If she were to just give in, perhaps… She slid her hand between her legs, dipping into her own wetness this time, then closed her eyes, savoring the sensation. Yes, perhaps this would do. Perhaps this would offer her a release from these urges. He’d push her up onto the dressing table, staring at the reflection of her flushed face, her naked breasts. His eyes would harden with an intensity bordering on anger as he watched her eyes while rucking up her night clothes, the cold air prickling the bare skin of her bottom.
And then… what?
Susanna groaned, and withdrew her cursed hands. She flopped over in the bed, her whole body thrumming with dissatisfaction.
She did not know. She could not know. She shouldn’t be doing this, touching herself, entertaining such torrid notions about the man her livelihood depended upon.
She should leave him to more practiced hands and knowing smiles, like those of Mrs. Edith Kenney. Pain stabbed at her heart. Suddenly furious with herself, Susanna leapt out of bed and went over to the basin, where she dumped out a splash of icy water and set to washing her hands. She worked diligently,scrubbing away her heavy, musky scent. Eventually she stilled, the droplets that clung to her fingers falling back into the basin.
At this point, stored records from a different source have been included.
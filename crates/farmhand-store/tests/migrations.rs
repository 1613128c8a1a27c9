use farmhand_store::{paths, Store};
use tempfile::TempDir;

#[test]
fn migrations_run_and_report_version() {
    let store = Store::open_in_memory().expect("open in memory");
    store.migrate().expect("migrate");
    assert!(store.schema_version().expect("version") >= 1);
}

#[test]
fn migrations_are_idempotent() {
    let store = Store::open_in_memory().expect("open in memory");
    store.migrate().expect("migrate");
    store.migrate().expect("migrate again");
    assert!(store.schema_version().expect("version") >= 1);
}

#[test]
fn reopen_preserves_schema_version() {
    let temp = TempDir::new().expect("tempdir");
    let db_path = paths::db_path_in(temp.path());

    {
        let store = Store::open(&db_path).expect("open");
        store.migrate().expect("migrate");
    }

    let store = Store::open(&db_path).expect("reopen");
    assert!(store.schema_version().expect("version") >= 1);
}
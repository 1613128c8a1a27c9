pub mod domain;
pub mod dto;
pub mod filter;
pub mod time;

pub use domain::*;
pub use dto::*;
pub use filter::{
    filter_buyers, smart_group_counts, FilterParseError, FilterState, QuickFilter, SmartGroup,
    SmartGroupCounts, Toggle,
};
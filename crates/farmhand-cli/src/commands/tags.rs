use crate::commands::{print_json, Context};
use crate::error::invalid_input;
use crate::util::{now_utc, parse_buyer_id};
use anyhow::Result;
use clap::{Args, Subcommand};
use serde::Serialize;

#[derive(Debug, Subcommand)]
pub enum TagCommand {
    /// Attach a tag to a buyer
    Add(TagAddArgs),
    /// Detach a tag from a buyer
    Rm(TagRemoveArgs),
    /// List the tag catalog with usage counts
    Ls(TagListArgs),
    /// Remove a tag from the catalog (protected tags refuse)
    Delete(TagDeleteArgs),
}

#[derive(Debug, Args)]
pub struct TagAddArgs {
    pub id: String,
    pub tag: String,
}

#[derive(Debug, Args)]
pub struct TagRemoveArgs {
    pub id: String,
    pub tag: String,
}

#[derive(Debug, Args)]
pub struct TagListArgs {}

#[derive(Debug, Args)]
pub struct TagDeleteArgs {
    pub tag: String,
}

#[derive(Debug, Serialize)]
struct TagDto {
    name: String,
    color: String,
    protected: bool,
    usage_count: i64,
}

pub fn add_tag(ctx: &Context<'_>, args: TagAddArgs) -> Result<()> {
    let id = parse_buyer_id(&args.id)?;
    let label = args.tag.trim();
    if label.is_empty() {
        return Err(invalid_input("tag cannot be empty"));
    }
    let buyer = ctx.store.buyers().add_tag(now_utc(), id, label)?;

    if ctx.json {
        print_json(&serde_json::json!({ "id": id, "tags": buyer.tags }))?;
    } else {
        println!("tag added to {}", id);
    }
    Ok(())
}

pub fn remove_tag(ctx: &Context<'_>, args: TagRemoveArgs) -> Result<()> {
    let id = parse_buyer_id(&args.id)?;
    let buyer = ctx.store.buyers().remove_tag(now_utc(), id, args.tag.trim())?;

    if ctx.json {
        print_json(&serde_json::json!({ "id": id, "tags": buyer.tags }))?;
    } else {
        println!("tag removed from {}", id);
    }
    Ok(())
}

pub fn list_tags(ctx: &Context<'_>, _args: TagListArgs) -> Result<()> {
    let tags = ctx.store.tags().list_all()?;
    let items: Vec<TagDto> = tags
        .into_iter()
        .map(|tag| TagDto {
            name: tag.name,
            color: tag.color,
            protected: tag.is_protected,
            usage_count: tag.usage_count,
        })
        .collect();

    if ctx.json {
        print_json(&items)?;
        return Ok(());
    }

    if items.is_empty() {
        println!("no tags");
        return Ok(());
    }

    for item in items {
        let protected = if item.protected { " (protected)" } else { "" };
        println!("{} ({}){}", item.name, item.usage_count, protected);
    }
    Ok(())
}

pub fn delete_tag(ctx: &Context<'_>, args: TagDeleteArgs) -> Result<()> {
    let label = args.tag.trim();
    ctx.store.tags().delete(label)?;
    if ctx.json {
        print_json(&serde_json::json!({ "deleted": label }))?;
    } else {
        println!("deleted tag {}", label);
    }
    Ok(())
}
Susanna laughed mirthlessly. As if she’d ever have a dressing table as fine as the one she’d imagined him taking her on.
Or a romance. Of any kind.
Or anyone as handsome, generous, and wealthy as Ajax Sedley. He could have any lady; he must have had scores of women far more thrilling and breathtaking than her. Like Mrs. Kenney—dignified, refined, barely tolerating the humble first class refreshment room. Susanna was as exciting as a footstool, as polished as a fireplace poker.
Dressing herself, she beat back her desire with every violent tug on her laces, every hairpin harshly restraining her curls. She donned her oldest, ugliest gown, the one that smelled stale no matter how many times the maids at Puxley House had labored to freshen it up. She didn’t even glance at the blue and gray striped gown hanging in the brand-new oak armoire, carved in the Tudor fashion. She hardened her heart against the gift and its giver.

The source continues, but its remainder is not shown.